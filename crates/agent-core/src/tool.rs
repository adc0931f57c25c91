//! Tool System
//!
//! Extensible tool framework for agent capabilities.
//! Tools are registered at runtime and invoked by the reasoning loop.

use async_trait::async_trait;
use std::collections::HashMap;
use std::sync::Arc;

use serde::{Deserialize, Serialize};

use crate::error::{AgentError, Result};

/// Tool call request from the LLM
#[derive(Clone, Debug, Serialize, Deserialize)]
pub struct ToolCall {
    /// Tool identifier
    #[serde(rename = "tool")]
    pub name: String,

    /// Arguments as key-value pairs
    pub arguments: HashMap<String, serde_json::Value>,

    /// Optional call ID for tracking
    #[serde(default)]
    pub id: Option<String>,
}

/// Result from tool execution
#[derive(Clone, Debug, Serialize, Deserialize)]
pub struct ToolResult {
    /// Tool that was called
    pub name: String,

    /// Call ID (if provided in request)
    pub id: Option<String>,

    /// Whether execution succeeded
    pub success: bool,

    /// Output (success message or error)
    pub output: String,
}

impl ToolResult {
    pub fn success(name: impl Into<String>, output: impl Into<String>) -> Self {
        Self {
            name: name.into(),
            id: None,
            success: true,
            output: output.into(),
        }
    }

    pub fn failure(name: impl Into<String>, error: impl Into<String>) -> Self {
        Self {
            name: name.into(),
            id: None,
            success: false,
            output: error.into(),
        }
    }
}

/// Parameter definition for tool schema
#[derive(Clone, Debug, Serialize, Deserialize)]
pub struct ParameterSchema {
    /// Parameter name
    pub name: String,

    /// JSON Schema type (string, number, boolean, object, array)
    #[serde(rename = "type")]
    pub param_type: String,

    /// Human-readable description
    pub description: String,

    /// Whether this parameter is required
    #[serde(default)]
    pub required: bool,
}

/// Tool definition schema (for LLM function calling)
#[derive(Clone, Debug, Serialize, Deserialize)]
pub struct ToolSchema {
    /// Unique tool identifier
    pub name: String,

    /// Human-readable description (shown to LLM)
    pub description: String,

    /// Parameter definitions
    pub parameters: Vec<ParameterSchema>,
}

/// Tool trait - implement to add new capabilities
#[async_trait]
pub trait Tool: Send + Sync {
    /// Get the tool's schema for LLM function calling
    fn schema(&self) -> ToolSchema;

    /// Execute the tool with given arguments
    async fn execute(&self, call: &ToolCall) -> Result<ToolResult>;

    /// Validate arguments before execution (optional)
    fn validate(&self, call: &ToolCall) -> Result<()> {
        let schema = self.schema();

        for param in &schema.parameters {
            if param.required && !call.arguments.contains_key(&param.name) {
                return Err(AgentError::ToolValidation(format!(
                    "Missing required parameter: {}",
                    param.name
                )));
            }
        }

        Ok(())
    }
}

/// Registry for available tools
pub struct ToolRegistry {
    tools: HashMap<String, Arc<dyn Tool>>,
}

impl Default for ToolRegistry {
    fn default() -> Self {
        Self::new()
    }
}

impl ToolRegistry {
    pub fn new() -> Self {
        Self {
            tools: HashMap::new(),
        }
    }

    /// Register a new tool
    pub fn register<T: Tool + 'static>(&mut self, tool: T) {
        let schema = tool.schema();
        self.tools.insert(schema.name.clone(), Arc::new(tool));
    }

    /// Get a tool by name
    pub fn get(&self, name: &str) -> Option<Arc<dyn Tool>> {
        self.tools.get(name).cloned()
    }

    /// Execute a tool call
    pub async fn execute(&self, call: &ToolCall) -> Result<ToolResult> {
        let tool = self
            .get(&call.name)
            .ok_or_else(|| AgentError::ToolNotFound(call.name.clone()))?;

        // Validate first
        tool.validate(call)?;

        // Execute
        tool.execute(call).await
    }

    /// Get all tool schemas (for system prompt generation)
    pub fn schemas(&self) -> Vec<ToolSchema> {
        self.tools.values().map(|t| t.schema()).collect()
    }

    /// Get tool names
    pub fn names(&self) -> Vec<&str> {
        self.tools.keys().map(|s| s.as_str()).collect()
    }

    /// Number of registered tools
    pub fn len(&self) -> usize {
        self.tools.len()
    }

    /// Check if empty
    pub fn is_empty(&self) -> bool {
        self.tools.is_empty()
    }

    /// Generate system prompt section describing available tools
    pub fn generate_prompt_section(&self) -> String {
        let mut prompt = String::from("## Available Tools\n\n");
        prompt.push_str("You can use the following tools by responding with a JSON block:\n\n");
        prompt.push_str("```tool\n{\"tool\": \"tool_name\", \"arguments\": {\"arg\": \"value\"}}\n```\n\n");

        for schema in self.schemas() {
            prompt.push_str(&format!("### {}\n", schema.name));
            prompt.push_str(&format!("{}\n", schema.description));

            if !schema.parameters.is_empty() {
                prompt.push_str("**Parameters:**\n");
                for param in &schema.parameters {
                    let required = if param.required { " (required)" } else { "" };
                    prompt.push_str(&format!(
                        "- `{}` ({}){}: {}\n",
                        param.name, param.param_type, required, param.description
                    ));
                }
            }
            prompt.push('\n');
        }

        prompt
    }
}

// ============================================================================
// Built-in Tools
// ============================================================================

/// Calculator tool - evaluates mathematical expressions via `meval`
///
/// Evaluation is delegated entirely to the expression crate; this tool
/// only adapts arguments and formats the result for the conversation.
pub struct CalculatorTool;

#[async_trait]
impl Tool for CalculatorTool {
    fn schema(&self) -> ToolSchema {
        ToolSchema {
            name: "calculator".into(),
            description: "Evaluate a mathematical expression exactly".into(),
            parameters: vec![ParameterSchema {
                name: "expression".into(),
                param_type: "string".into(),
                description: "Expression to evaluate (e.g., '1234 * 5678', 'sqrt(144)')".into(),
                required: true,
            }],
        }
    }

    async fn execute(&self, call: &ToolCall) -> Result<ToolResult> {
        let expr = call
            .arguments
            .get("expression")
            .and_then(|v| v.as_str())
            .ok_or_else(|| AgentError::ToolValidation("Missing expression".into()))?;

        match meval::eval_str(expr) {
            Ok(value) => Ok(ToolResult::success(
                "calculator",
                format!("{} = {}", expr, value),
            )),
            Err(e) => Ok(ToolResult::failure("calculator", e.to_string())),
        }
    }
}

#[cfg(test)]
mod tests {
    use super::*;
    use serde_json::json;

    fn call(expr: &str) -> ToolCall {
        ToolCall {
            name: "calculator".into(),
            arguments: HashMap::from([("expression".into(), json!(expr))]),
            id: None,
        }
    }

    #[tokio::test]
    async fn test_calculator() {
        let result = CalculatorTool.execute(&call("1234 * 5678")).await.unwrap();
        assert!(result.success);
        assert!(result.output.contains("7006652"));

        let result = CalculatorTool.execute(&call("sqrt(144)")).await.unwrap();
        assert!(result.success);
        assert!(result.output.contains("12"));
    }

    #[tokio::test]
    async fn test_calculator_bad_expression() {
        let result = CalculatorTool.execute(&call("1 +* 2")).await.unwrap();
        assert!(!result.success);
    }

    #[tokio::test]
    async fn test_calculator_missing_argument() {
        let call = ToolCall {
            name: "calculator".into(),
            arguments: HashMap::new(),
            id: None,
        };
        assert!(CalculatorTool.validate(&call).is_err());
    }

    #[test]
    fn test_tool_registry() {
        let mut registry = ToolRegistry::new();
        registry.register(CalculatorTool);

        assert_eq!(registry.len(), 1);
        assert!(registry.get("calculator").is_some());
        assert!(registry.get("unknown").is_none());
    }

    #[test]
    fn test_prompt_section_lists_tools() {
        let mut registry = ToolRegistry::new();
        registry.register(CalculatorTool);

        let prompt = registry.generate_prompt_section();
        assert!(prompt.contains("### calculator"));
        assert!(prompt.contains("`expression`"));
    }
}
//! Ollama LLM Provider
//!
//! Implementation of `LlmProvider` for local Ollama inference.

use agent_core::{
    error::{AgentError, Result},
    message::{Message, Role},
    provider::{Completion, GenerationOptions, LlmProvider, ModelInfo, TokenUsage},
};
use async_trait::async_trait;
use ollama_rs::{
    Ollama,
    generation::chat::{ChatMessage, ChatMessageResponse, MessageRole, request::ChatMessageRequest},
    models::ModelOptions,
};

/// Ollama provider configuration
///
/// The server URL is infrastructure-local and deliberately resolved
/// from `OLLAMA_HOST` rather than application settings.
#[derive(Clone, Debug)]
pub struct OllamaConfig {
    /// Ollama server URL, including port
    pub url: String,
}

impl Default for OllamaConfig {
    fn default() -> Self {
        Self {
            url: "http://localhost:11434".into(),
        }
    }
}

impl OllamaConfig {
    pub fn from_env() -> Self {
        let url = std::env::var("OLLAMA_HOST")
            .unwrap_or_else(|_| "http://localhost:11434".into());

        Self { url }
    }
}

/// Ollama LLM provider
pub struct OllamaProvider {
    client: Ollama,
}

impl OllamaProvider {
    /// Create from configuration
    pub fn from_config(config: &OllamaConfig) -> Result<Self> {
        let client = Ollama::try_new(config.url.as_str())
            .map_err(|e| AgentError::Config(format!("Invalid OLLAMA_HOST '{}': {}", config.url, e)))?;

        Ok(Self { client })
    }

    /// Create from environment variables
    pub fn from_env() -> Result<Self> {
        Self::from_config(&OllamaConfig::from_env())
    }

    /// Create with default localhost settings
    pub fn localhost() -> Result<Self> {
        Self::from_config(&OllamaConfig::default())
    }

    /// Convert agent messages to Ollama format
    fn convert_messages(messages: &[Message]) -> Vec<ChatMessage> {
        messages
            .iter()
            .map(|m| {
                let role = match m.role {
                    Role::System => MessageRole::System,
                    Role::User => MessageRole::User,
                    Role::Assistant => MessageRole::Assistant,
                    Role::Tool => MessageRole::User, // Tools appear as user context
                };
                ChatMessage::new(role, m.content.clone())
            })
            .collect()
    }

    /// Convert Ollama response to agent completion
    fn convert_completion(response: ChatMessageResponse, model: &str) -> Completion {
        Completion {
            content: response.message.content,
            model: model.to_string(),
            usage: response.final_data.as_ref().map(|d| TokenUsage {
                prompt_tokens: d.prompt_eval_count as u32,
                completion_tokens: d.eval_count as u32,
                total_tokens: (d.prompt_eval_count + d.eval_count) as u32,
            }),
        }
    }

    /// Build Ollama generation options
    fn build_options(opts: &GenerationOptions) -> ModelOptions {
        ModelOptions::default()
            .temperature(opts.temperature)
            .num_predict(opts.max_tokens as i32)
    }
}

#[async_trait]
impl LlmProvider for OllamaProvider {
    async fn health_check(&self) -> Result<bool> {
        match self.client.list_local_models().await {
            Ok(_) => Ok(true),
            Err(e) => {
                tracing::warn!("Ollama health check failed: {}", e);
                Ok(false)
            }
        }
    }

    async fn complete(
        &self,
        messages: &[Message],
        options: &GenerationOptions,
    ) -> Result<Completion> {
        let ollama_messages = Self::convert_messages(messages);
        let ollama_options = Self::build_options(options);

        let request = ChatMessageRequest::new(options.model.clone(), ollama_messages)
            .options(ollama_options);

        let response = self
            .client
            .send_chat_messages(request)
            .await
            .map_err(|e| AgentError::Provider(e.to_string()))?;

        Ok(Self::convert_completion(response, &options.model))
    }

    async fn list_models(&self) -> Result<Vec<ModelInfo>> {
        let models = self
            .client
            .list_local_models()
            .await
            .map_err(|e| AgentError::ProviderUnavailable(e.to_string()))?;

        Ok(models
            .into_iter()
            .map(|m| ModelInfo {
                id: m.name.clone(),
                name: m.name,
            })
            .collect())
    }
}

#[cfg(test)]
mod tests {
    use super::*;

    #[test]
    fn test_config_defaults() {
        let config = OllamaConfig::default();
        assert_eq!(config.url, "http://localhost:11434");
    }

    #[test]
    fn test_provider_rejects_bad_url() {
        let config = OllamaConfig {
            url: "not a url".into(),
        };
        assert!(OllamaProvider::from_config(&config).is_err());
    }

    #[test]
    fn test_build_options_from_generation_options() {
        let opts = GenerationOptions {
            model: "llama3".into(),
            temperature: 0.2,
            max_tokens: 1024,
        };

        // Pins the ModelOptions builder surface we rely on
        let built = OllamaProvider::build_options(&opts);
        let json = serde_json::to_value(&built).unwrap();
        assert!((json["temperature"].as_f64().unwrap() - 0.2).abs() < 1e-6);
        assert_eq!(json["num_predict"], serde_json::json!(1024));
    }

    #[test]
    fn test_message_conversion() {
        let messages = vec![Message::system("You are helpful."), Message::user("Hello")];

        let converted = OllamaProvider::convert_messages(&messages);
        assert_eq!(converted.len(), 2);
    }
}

=-=-=

> Work required: Count how many lines of the listing above include "Human" and report that number alone.

> Your solution: 2